A little of this, a little of that, a little of life.

Well, it's been a while hasn't it?

I can't say that it has been the same ol' same ol' over here because, well it hasn't! Since the last time I have entered into this little blog I have so much has changed!
For those that are in my inner most circle know that within the last years I have moved, got a promo, got engaged, and got married.
Here's proof that I am a married woman now:


We're cute, right???



The last year or so  I took a big bite outta life, and while I am not discouraging that AT ALL, I AM encouraging one to really think about how much they can really handle and be SUCCESSFUL at, all at once. The problem that I started running into was that while I was doing OKAY in all these areas of my life that I was trying to excel at, I wasn't excelling at all....I was getting by. I was burning myself out trying to get everything perfect while not even achieving GOOD. You don't realize that it's happening at first until something happens, something forces you to look at what you are really doing and what you are putting first in your life. It might not be pretty to look at. It is worth it, to take a real hard look at what is happening and why things seem OFF.


I had to go to the doctor because something was wrong, and I don't like the doctor. Not because they poke and prod you.

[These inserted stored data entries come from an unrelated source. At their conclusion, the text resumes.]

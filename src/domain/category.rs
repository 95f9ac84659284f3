use chrono::NaiveDateTime;
use serde::{Deserialize, Serialize};

/// Free-form tag shared between products. Names are unique and case-sensitive.
#[derive(Debug, Serialize, Deserialize, Clone, PartialEq, Eq)]
pub struct Category {
    /// Unique identifier of the category.
    pub id: i32,
    /// Unique name of the category.
    pub name: String,
    /// Timestamp for when the category was first referenced.
    pub created_at: NaiveDateTime,
}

But they can find something that could change your life forever, I have had doctors tell me things like that about 2 3/4 years ago when a very good doctor told us the mom we knew and loved wasn't going to make it. Doctors scare me. I also know from my experience that if you put something off it is not going to get better on it's own. You have to take steps, you have to be active in the improvement of whatever is off.  So I went to the doctor....

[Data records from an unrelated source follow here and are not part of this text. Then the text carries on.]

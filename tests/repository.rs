use catalog_reviews::domain::product::{NewProduct, ProductCategory, ProductListQuery, UpdateProduct};
use catalog_reviews::domain::review::{NewReview, ReviewListQuery, UpdateReview};
use catalog_reviews::domain::user::NewUser;
use catalog_reviews::pagination::Window;
use catalog_reviews::repository::{
    CategoryReader, DieselRepository, ProductReader, ProductWriter, ReviewReader, ReviewWriter,
    UserReader, UserWriter,
};
use pushkind_common::repository::errors::RepositoryError;

mod common;

#[test]
fn test_product_repository_crud() {
    let test_db = common::TestDb::new("test_product_repository_crud.db");
    let repo = DieselRepository::new(test_db.pool());

    let created = repo
        .create_product(
            &NewProduct::new("Thinkpad", ProductCategory::Laptop)
                .with_description("Business laptop")
                .with_image("thinkpad.png")
                .with_categories(["Office", "Travel", "Office"]),
        )
        .unwrap();
    assert_eq!(created.category, ProductCategory::Laptop);
    assert_eq!(created.image.as_deref(), Some("thinkpad.png"));
    assert_eq!(created.category_names(), vec!["Office", "Travel"]);

    let fetched = repo.get_product_by_id(created.id).unwrap().unwrap();
    assert_eq!(fetched, created);

    let updated = repo
        .update_product(
            created.id,
            &UpdateProduct::new(
                "Thinkpad X1",
                ProductCategory::Laptop,
                "",
                None,
                vec!["Travel".to_string(), "Premium".to_string()],
            ),
        )
        .unwrap();
    assert_eq!(updated.name, "Thinkpad X1");
    assert_eq!(updated.description, "");
    assert_eq!(updated.image, None);
    assert_eq!(updated.category_names(), vec!["Travel", "Premium"]);

    let names: Vec<String> = repo
        .list_categories()
        .unwrap()
        .into_iter()
        .map(|category| category.name)
        .collect();
    assert_eq!(names, vec!["Office", "Premium", "Travel"]);

    repo.delete_product(created.id).unwrap();
    assert!(repo.get_product_by_id(created.id).unwrap().is_none());

    let err = repo
        .delete_product(created.id)
        .expect_err("expected deleting a missing product to fail");
    assert!(matches!(err, RepositoryError::NotFound));
}

#[test]
fn test_update_missing_product_is_not_found() {
    let test_db = common::TestDb::new("test_update_missing_product.db");
    let repo = DieselRepository::new(test_db.pool());

    let err = repo
        .update_product(
            404,
            &UpdateProduct::new("Ghost", ProductCategory::Pc, "", None, Vec::new()),
        )
        .expect_err("expected update of unknown product to fail");
    assert!(matches!(err, RepositoryError::NotFound));
}

#[test]
fn test_products_listed_newest_first_with_window() {
    let test_db = common::TestDb::new("test_products_listed_newest_first.db");
    let repo = DieselRepository::new(test_db.pool());

    for name in ["First", "Second", "Third", "Fourth"] {
        repo.create_product(&NewProduct::new(name, ProductCategory::Monitor))
            .unwrap();
    }

    let query = ProductListQuery::new();
    assert_eq!(repo.count_products(&query).unwrap(), 4);

    let all: Vec<String> = repo
        .list_products(&query)
        .unwrap()
        .into_iter()
        .map(|product| product.name)
        .collect();
    assert_eq!(all, vec!["Fourth", "Third", "Second", "First"]);

    let window = ProductListQuery::new().window(Window {
        offset: 1,
        limit: 2,
    });
    let sliced: Vec<String> = repo
        .list_products(&window)
        .unwrap()
        .into_iter()
        .map(|product| product.name)
        .collect();
    assert_eq!(sliced, vec!["Third", "Second"]);
}

#[test]
fn test_review_repository_crud() {
    let test_db = common::TestDb::new("test_review_repository_crud.db");
    let repo = DieselRepository::new(test_db.pool());

    let monitor = repo
        .create_product(&NewProduct::new("Dell U2720Q", ProductCategory::Monitor))
        .unwrap();
    let laptop = repo
        .create_product(&NewProduct::new("Macbook", ProductCategory::Laptop))
        .unwrap();

    let first = repo
        .create_review(&NewReview::new(monitor.id, "a@example.com", "Sharp", 5))
        .unwrap();
    repo.create_review(&NewReview::new(monitor.id, "b@example.com", "Too bright", 2))
        .unwrap();
    repo.create_review(&NewReview::new(laptop.id, "a@example.com", "Fast", 4))
        .unwrap();

    assert_eq!(repo.count_reviews(&ReviewListQuery::new()).unwrap(), 3);

    let monitor_query = ReviewListQuery::new().product(monitor.id);
    assert_eq!(repo.count_reviews(&monitor_query).unwrap(), 2);
    let texts: Vec<String> = repo
        .list_reviews(&monitor_query)
        .unwrap()
        .into_iter()
        .map(|review| review.text)
        .collect();
    assert_eq!(texts, vec!["Too bright", "Sharp"]);

    let windowed = repo
        .list_reviews(&ReviewListQuery::new().window(Window {
            offset: 2,
            limit: 10,
        }))
        .unwrap();
    assert_eq!(windowed.len(), 1);
    assert_eq!(windowed[0].id, first.id);

    let updated = repo
        .update_review(
            first.id,
            &UpdateReview {
                text: "Sharp and calibrated".to_string(),
                score: 4,
            },
        )
        .unwrap();
    assert_eq!(updated.text, "Sharp and calibrated");
    assert_eq!(updated.score, 4);
    assert_eq!(updated.email, "a@example.com");
    assert_eq!(updated.product_id, monitor.id);

    repo.delete_review(first.id).unwrap();
    assert!(repo.get_review_by_id(first.id).unwrap().is_none());

    let err = repo
        .delete_review(first.id)
        .expect_err("expected deleting a missing review to fail");
    assert!(matches!(err, RepositoryError::NotFound));

    let err = repo
        .update_review(
            first.id,
            &UpdateReview {
                text: "Gone".to_string(),
                score: 1,
            },
        )
        .expect_err("expected updating a missing review to fail");
    assert!(matches!(err, RepositoryError::NotFound));
}

#[test]
fn test_deleting_product_removes_its_reviews() {
    let test_db = common::TestDb::new("test_deleting_product_removes_reviews.db");
    let repo = DieselRepository::new(test_db.pool());

    let product = repo
        .create_product(
            &NewProduct::new("Gaming PC", ProductCategory::Pc).with_categories(["Gaming"]),
        )
        .unwrap();
    let review = repo
        .create_review(&NewReview::new(product.id, "gamer@example.com", "Loud", 3))
        .unwrap();

    repo.delete_product(product.id).unwrap();

    assert!(repo.get_review_by_id(review.id).unwrap().is_none());
    assert_eq!(repo.count_reviews(&ReviewListQuery::new()).unwrap(), 0);
    // Tags outlive the products they were attached to.
    assert_eq!(repo.list_categories().unwrap().len(), 1);
}

#[test]
fn test_user_lookup_is_case_insensitive() {
    let test_db = common::TestDb::new("test_user_lookup.db");
    let repo = DieselRepository::new(test_db.pool());

    assert!(repo.get_user_by_email("reviewer@example.com").unwrap().is_none());

    let created = repo
        .create_user(&NewUser::new(
            "Reviewer".to_string(),
            "Reviewer@Example.com".to_string(),
        ))
        .unwrap();
    assert_eq!(created.email, "reviewer@example.com");

    let found = repo
        .get_user_by_email("REVIEWER@example.com")
        .unwrap()
        .unwrap();
    assert_eq!(found, created);
}

#[test]
fn test_authored_review_reuses_account() {
    let test_db = common::TestDb::new("test_authored_review_reuses_account.db");
    let repo = DieselRepository::new(test_db.pool());
    let product = repo
        .create_product(&NewProduct::new("Gaming PC", ProductCategory::Pc))
        .unwrap();
    let author = NewUser::new("Reviewer".to_string(), "Reviewer@Example.com".to_string());

    let first = repo
        .create_authored_review(
            &author,
            &NewReview::new(product.id, "reviewer@example.com", "Loud", 2),
        )
        .unwrap();
    let second = repo
        .create_authored_review(
            &author,
            &NewReview::new(product.id, "reviewer@example.com", "Quieter", 3),
        )
        .unwrap();

    let account = repo
        .get_user_by_email("reviewer@example.com")
        .unwrap()
        .unwrap();
    assert_eq!(first.author_id, Some(account.id));
    assert_eq!(second.author_id, Some(account.id));
}

#[test]
fn test_failed_authored_review_leaves_no_account() {
    let test_db = common::TestDb::new("test_failed_authored_review.db");
    let repo = DieselRepository::new(test_db.pool());
    let product = repo
        .create_product(&NewProduct::new("Gaming PC", ProductCategory::Pc))
        .unwrap();
    let author = NewUser::new("Reviewer".to_string(), "reviewer@example.com".to_string());

    // Score outside 1..=5 violates the table constraint.
    let result = repo.create_authored_review(
        &author,
        &NewReview::new(product.id, "reviewer@example.com", "Broken", 9),
    );

    assert!(result.is_err());
    assert!(repo.get_user_by_email("reviewer@example.com").unwrap().is_none());
    assert_eq!(repo.count_reviews(&ReviewListQuery::new()).unwrap(), 0);
}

Don't worry, I am not about to tell you I have some disease or anything like that. I don't...I am basically fine. BUT it was a wake up call, I am not doing what I want to do. I don't mean I don't like my job or where I live but I am not doing HOW I want to do in those areas. I've taken on too much, I am trying to get things done too quickly. I became overwhelmed with all the good things in my life and my desire to add more good things right away made it all kind of blow up in my face. 

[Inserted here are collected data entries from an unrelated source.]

use pushkind_common::domain::auth::AuthenticatedUser;
use serde_json::json;

use catalog_reviews::SERVICE_ACCESS_ROLE;
use catalog_reviews::domain::product::{NewProduct, ProductCategory, ProductListQuery};
use catalog_reviews::domain::review::{NewReview, ReviewListQuery};
use catalog_reviews::forms::products::ProductForm;
use catalog_reviews::forms::reviews::{ProductReviewForm, ReviewForm};
use catalog_reviews::repository::{
    DieselRepository, ProductReader, ProductWriter, ReviewReader, ReviewWriter, UserReader,
};
use catalog_reviews::views::{ServiceError, ViewResponse, products, reviews};

mod common;

fn user(email: &str, roles: &[&str]) -> AuthenticatedUser {
    AuthenticatedUser {
        sub: email.into(),
        email: email.into(),
        hub_id: 1,
        name: "Reviewer".into(),
        roles: roles.iter().map(|role| role.to_string()).collect(),
        exp: 0,
    }
}

fn product_form(name: &str, categories: &str) -> ProductForm {
    ProductForm {
        name: Some(name.to_string()),
        category: Some("laptop".to_string()),
        description: Some("Light and quiet".to_string()),
        image: None,
        categories: Some(categories.to_string()),
    }
}

fn review_form(text: &str, score: &str) -> ProductReviewForm {
    ProductReviewForm {
        text: Some(text.to_string()),
        score: Some(score.to_string()),
    }
}

#[test]
fn create_product_persists_tags_and_redirects() {
    let test_db = common::TestDb::new("views_create_product.db");
    let repo = DieselRepository::new(test_db.pool());

    let response = products::create_product(&repo, product_form("ultrabook pro 14", "Travel, travel , Office,,"))
        .expect("create product");

    let product = repo
        .list_products(&ProductListQuery::new())
        .expect("list products")
        .pop()
        .expect("product should exist");
    assert_eq!(product.name, "Ultrabook pro 14");
    assert_eq!(product.category, ProductCategory::Laptop);
    assert_eq!(product.category_names(), vec!["Travel", "Office"]);

    match response {
        ViewResponse::Redirect { location, message } => {
            assert_eq!(location, format!("/product/{}/", product.id));
            assert_eq!(message.as_deref(), Some("Product created."));
        }
        other => panic!("expected redirect, got {other:?}"),
    }
}

#[test]
fn invalid_product_is_rerendered_without_saving() {
    let test_db = common::TestDb::new("views_invalid_product.db");
    let repo = DieselRepository::new(test_db.pool());

    let response =
        products::create_product(&repo, product_form("short", "")).expect("create product");

    match response {
        ViewResponse::Render { template, context } => {
            assert_eq!(template, "products/create.html");
            let form = context.get("form").expect("form in context");
            assert_eq!(form["values"]["name"], json!("short"));
            assert!(form["errors"]["name"].is_array());
            assert!(context.contains_key("category_choices"));
        }
        other => panic!("expected render, got {other:?}"),
    }
    assert_eq!(repo.count_products(&ProductListQuery::new()).unwrap(), 0);
}

#[test]
fn update_product_replaces_tags() {
    let test_db = common::TestDb::new("views_update_product.db");
    let repo = DieselRepository::new(test_db.pool());

    let product = repo
        .create_product(
            &NewProduct::new("Thinkpad T14", ProductCategory::Laptop).with_categories(["A", "B"]),
        )
        .unwrap();

    let response =
        products::update_product(&repo, product.id, product_form("Thinkpad T14 gen 2", "B, C"))
            .expect("update product");
    assert!(matches!(response, ViewResponse::Redirect { .. }));

    let updated = repo.get_product_by_id(product.id).unwrap().unwrap();
    assert_eq!(updated.name, "Thinkpad t14 gen 2");
    assert_eq!(updated.category_names(), vec!["B", "C"]);
}

#[test]
fn product_page_paginates_its_reviews() {
    let test_db = common::TestDb::new("views_product_page.db");
    let repo = DieselRepository::new(test_db.pool());

    let product = repo
        .create_product(&NewProduct::new("Dell U2720Q", ProductCategory::Monitor))
        .unwrap();
    let other = repo
        .create_product(&NewProduct::new("LG 27UL850", ProductCategory::Monitor))
        .unwrap();
    for score in 1..=4 {
        repo.create_review(&NewReview::new(product.id, "a@example.com", "Fine", score))
            .unwrap();
    }
    repo.create_review(&NewReview::new(other.id, "a@example.com", "Other", 5))
        .unwrap();

    let response = products::show_product(&repo, product.id, Some(2)).expect("show product");
    match response {
        ViewResponse::Render { template, context } => {
            assert_eq!(template, "products/detail.html");
            assert_eq!(context.get("product").unwrap()["id"], json!(product.id));
            assert_eq!(context.get("is_paginated"), Some(&json!(true)));
            let page = context.get("page").unwrap();
            assert_eq!(page["number"], json!(2));
            assert_eq!(page["num_pages"], json!(2));
            let reviews = context.get("reviews").unwrap().as_array().unwrap();
            assert_eq!(reviews.len(), 1);
            assert_eq!(reviews[0]["score"], json!(1));
            assert_eq!(context.get("form").unwrap()["values"]["score"], json!("1"));
        }
        other => panic!("expected render, got {other:?}"),
    }

    let err = products::show_product(&repo, 999, None).expect_err("unknown product");
    assert!(matches!(err, ServiceError::NotFound));
}

#[test]
fn review_index_keeps_orphans_on_last_page() {
    let test_db = common::TestDb::new("views_review_index.db");
    let repo = DieselRepository::new(test_db.pool());

    let product = repo
        .create_product(&NewProduct::new("Gaming PC", ProductCategory::Pc))
        .unwrap();
    for _ in 0..13 {
        repo.create_review(&NewReview::new(product.id, "a@example.com", "Ok", 3))
            .unwrap();
    }

    match reviews::show_reviews(&repo, None).expect("show reviews") {
        ViewResponse::Render { context, .. } => {
            assert_eq!(context.get("is_paginated"), Some(&json!(false)));
            let reviews = context.get("reviews").unwrap().as_array().unwrap();
            assert_eq!(reviews.len(), 13);
        }
        other => panic!("expected render, got {other:?}"),
    }
}

#[test]
fn product_review_creates_author_account() {
    let test_db = common::TestDb::new("views_product_review.db");
    let repo = DieselRepository::new(test_db.pool());
    let reviewer = user("Reviewer@Example.com", &[]);

    let product = repo
        .create_product(&NewProduct::new("Macbook Air", ProductCategory::Laptop))
        .unwrap();

    let response =
        reviews::create_product_review(&repo, &reviewer, product.id, review_form("Great", "5"))
            .expect("create review");
    match response {
        ViewResponse::Redirect { location, message } => {
            assert_eq!(location, format!("/product/{}/", product.id));
            assert_eq!(message.as_deref(), Some("Review added."));
        }
        other => panic!("expected redirect, got {other:?}"),
    }

    let account = repo
        .get_user_by_email("reviewer@example.com")
        .unwrap()
        .expect("account created");
    let review = repo
        .list_reviews(&ReviewListQuery::new().product(product.id))
        .unwrap()
        .pop()
        .expect("review stored");
    assert_eq!(review.author_id, Some(account.id));
    assert_eq!(review.email, "reviewer@example.com");
    assert_eq!(review.score, 5);

    // A second review reuses the account.
    reviews::create_product_review(&repo, &reviewer, product.id, review_form("Still", "4"))
        .expect("create second review");
    assert_eq!(
        repo.count_reviews(&ReviewListQuery::new().product(product.id))
            .unwrap(),
        2
    );
}

#[test]
fn standalone_review_rejects_unknown_product() {
    let test_db = common::TestDb::new("views_standalone_review.db");
    let repo = DieselRepository::new(test_db.pool());
    let reviewer = user("reviewer@example.com", &[]);

    repo.create_product(&NewProduct::new("Macbook Air", ProductCategory::Laptop))
        .unwrap();

    let form = ReviewForm {
        product: Some("999".to_string()),
        email: Some("someone@example.com".to_string()),
        text: Some("Nice".to_string()),
        score: Some("4".to_string()),
    };

    match reviews::create_review(&repo, &reviewer, form).expect("create review") {
        ViewResponse::Render { template, context } => {
            assert_eq!(template, "reviews/create.html");
            assert!(context.get("form").unwrap()["errors"]["product"].is_array());
            assert!(context.contains_key("product_choices"));
        }
        other => panic!("expected render, got {other:?}"),
    }
    assert_eq!(repo.count_reviews(&ReviewListQuery::new()).unwrap(), 0);
    assert!(
        repo.get_user_by_email("reviewer@example.com")
            .unwrap()
            .is_none()
    );
}

#[test]
fn only_author_or_admin_may_change_review() {
    let test_db = common::TestDb::new("views_review_permissions.db");
    let repo = DieselRepository::new(test_db.pool());
    let author = user("author@example.com", &[]);
    let stranger = user("stranger@example.com", &[]);
    let admin = user("admin@example.com", &[SERVICE_ACCESS_ROLE]);

    let product = repo
        .create_product(&NewProduct::new("Gaming PC", ProductCategory::Pc))
        .unwrap();
    reviews::create_product_review(&repo, &author, product.id, review_form("Loud", "2"))
        .expect("create review");
    let review = repo
        .list_reviews(&ReviewListQuery::new())
        .unwrap()
        .pop()
        .expect("review stored");

    let err = reviews::update_review(&repo, &stranger, review.id, review_form("Hacked", "5"))
        .expect_err("stranger may not edit");
    assert!(matches!(err, ServiceError::Unauthorized));
    let err = reviews::delete_review(&repo, &stranger, review.id).expect_err("stranger may not delete");
    assert!(matches!(err, ServiceError::Unauthorized));

    let response = reviews::update_review(&repo, &author, review.id, review_form("Quieter now", "3"))
        .expect("author edits");
    assert!(matches!(response, ViewResponse::Redirect { .. }));
    let edited = repo.get_review_by_id(review.id).unwrap().unwrap();
    assert_eq!(edited.text, "Quieter now");
    assert_eq!(edited.score, 3);
    assert_eq!(edited.product_id, product.id);

    let response = reviews::delete_review(&repo, &admin, review.id).expect("admin deletes");
    match response {
        ViewResponse::Redirect { location, .. } => {
            assert_eq!(location, format!("/product/{}/", product.id));
        }
        other => panic!("expected redirect, got {other:?}"),
    }
    assert!(repo.get_review_by_id(review.id).unwrap().is_none());
}

#[test]
fn delete_product_confirms_then_cascades() {
    let test_db = common::TestDb::new("views_delete_product.db");
    let repo = DieselRepository::new(test_db.pool());

    let product = repo
        .create_product(&NewProduct::new("Dell U2720Q", ProductCategory::Monitor))
        .unwrap();
    let review = repo
        .create_review(&NewReview::new(product.id, "a@example.com", "Sharp", 5))
        .unwrap();

    match products::confirm_product_delete(&repo, product.id).expect("confirmation") {
        ViewResponse::Render { template, .. } => assert_eq!(template, "products/delete.html"),
        other => panic!("expected render, got {other:?}"),
    }
    assert!(repo.get_product_by_id(product.id).unwrap().is_some());

    match products::delete_product(&repo, product.id).expect("delete") {
        ViewResponse::Redirect { location, message } => {
            assert_eq!(location, "/");
            assert_eq!(message.as_deref(), Some("Product deleted."));
        }
        other => panic!("expected redirect, got {other:?}"),
    }
    assert!(repo.get_product_by_id(product.id).unwrap().is_none());
    assert!(repo.get_review_by_id(review.id).unwrap().is_none());
}

#[test]
fn resubmitting_edit_form_unchanged_keeps_product() {
    let test_db = common::TestDb::new("views_resubmit_product.db");
    let repo = DieselRepository::new(test_db.pool());

    let product = repo
        .create_product(
            &NewProduct::new("Thinkpad t14", ProductCategory::Laptop)
                .with_description("Business laptop")
                .with_image("t14.png")
                .with_categories(["Office", "Travel"]),
        )
        .unwrap();

    let initial = match products::edit_product_form(&repo, product.id).expect("edit form") {
        ViewResponse::Render { template, context } => {
            assert_eq!(template, "products/update.html");
            assert_eq!(context.get("product").unwrap()["id"], json!(product.id));
            let values = context.get("form").unwrap()["values"].clone();
            serde_json::from_value::<ProductForm>(values).expect("form values")
        }
        other => panic!("expected render, got {other:?}"),
    };
    assert_eq!(initial.categories.as_deref(), Some("Office, Travel"));

    let response = products::update_product(&repo, product.id, initial).expect("update product");
    assert!(matches!(response, ViewResponse::Redirect { .. }));

    let after = repo.get_product_by_id(product.id).unwrap().unwrap();
    assert_eq!(after.name, product.name);
    assert_eq!(after.category, product.category);
    assert_eq!(after.description, product.description);
    assert_eq!(after.image, product.image);
    assert_eq!(after.category_names(), product.category_names());
}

My husband is a genius, don't tell him I said that, he already has a big head. But he has always said to live your day DELIBERATELY, and I haven't been doing that. But it changes today (well, it actually changed on Friday after I came back from a really, really AMAZING 2 day conference I attended) and I have changed a few things, and taken a few things off my plate and put something BACK on that I have been letting slide for FAR TOO LONG which is my health. I am prioritizing, making plans and setting goals (something I haven't done since I have moved back to NorCal). It's crazy how far you let yourself go until something has to go wrong to even wake you up. It happens very quickly. 


It's not just bad things that can shake you up, it's all the good things too. So much has happened and so much more is about to change. It's a weird place you can find yourself in, realizing things that you were hoping and wishing for a year and a half ago, and now all of a sudden they are actually happening. Doesn't mean you can check out, you still need to show up and work at things that are important to you but  don't stress the other stuff, focus in on what really matters..... 


I am going to show up everyday for my family, my fitness, my career, and make it all successful. I will do it because I am meant to, but I have to understand it is not in my hands, it is in His and it will all come together like it is meant to.